Рудик тяжело вздохнул, но промолчал. Ну да, он-то как раз пел о родном крае, и что?
– И за вольную интерпретацию песни советского классика он тебя ругал. Но тут остальные на дыбы встали – им звучание очень понравилось. Когда выяснилось, что ты сам сделал аранжировку, все вопросы были сняты. Ты молодец, Марат. Но к выступлению в Москве нам настоятельно рекомендовали поменять репертуар. И тщательнее подходить к выбору стихов.
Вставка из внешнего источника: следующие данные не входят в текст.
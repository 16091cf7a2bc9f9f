//! Unauthenticated service endpoints.

use axum::Json;
use serde_json::json;
use utoipa::OpenApi;

use crate::ApiDoc;

/// `GET /health`
pub async fn health_check() -> Json<serde_json::Value> {
    Json(json!({
        "status": "healthy",
        "version": env!("CARGO_PKG_VERSION"),
    }))
}

/// `GET /openapi.json`
pub async fn openapi_json() -> Json<utoipa::openapi::OpenApi> {
    Json(ApiDoc::openapi())
}
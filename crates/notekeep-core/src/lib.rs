//! # notekeep-core
//!
//! Core types, traits, and validation for notekeep.
//!
//! This crate provides the note data model, the repository and identity
//! traits that storage and auth backends implement, and the pure
//! validation and pagination rules the HTTP layer applies.

pub mod defaults;
pub mod error;
pub mod logging;
pub mod models;
pub mod pagination;
pub mod traits;
pub mod uuid_utils;
pub mod validation;

// Re-export commonly used types at crate root
pub use error::{Error, Result};
pub use models::*;
pub use pagination::{parse_pagination, PageRequest, PaginationMeta};
pub use traits::*;
pub use uuid_utils::{is_v4_shape, new_note_id, parse_note_id};
pub use validation::{validate_new_note, validate_patch, validate_title};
Марик пожал плечами. Ему было вообще без разницы, какие там стихи. Главное, чтобы они музыке не мешали. И его путешествию в волшебную страну воображения.
* * *
Как все-таки здорово было сидеть на теплой, ярко освещенной кухне, пить чай из стеклянного стакана, держа его за самый краешек, и лопать варенье из айвы. Напротив сидел дедушка Азад, и ему было не до варенья. С победой он внука, разумеется, поздравил. Сухо, сдержанно как всегда, но по тону, по взгляду Марик понял, что дед им доволен. Бабочку отца не опозорил, можно сказать. И фамилию, разумеется.
Учительницу тут же усадили пить чай, и Алевтина Павловна охотно согласилась, сообщив, что ей нужно обсудить с родителями Марика очень важные вещи. Марат решил, что речь пойдет о поездке в Москву и поначалу не особо вслушивался. Он так устал сегодня, что хотел только одного – побыстрее оказаться в своей комнате, в тишине и покое. Но речь неожиданно пошла совсем о другом.
– И выступление Марата произвело такое впечатление, что ко мне обратился художественный руководитель ансамбля «Уруз» Ренат Салимов. Он тоже был в жюри, – объясняла Алевтина Павловна в повисшей на кухне тишине. – Он приглашает Марика в ансамбль в качестве солиста.
Стакан звякнул о блюдечко. Это бабушкин. Дедушка сидел с непроницаемым лицом. А Марик даже не знал, как реагировать. Рената Салимова в Республике знали все. Даже люди, далекие от музыки. Шутка ли, легендарный «Уруз»! Гордость края!
– Но ведь «Уруз» взрослый коллектив, – заметил дедушка все тем же спокойным тоном. – А Марик еще ребенок.
Марик еле сдержался, чтобы не фыркнуть. Какой он ребенок? Ему пятнадцать лет. У него уже усы растут, между прочим! Да-да, если близко к зеркалу встать, можно заметить пробивающиеся усы! Почти настоящие!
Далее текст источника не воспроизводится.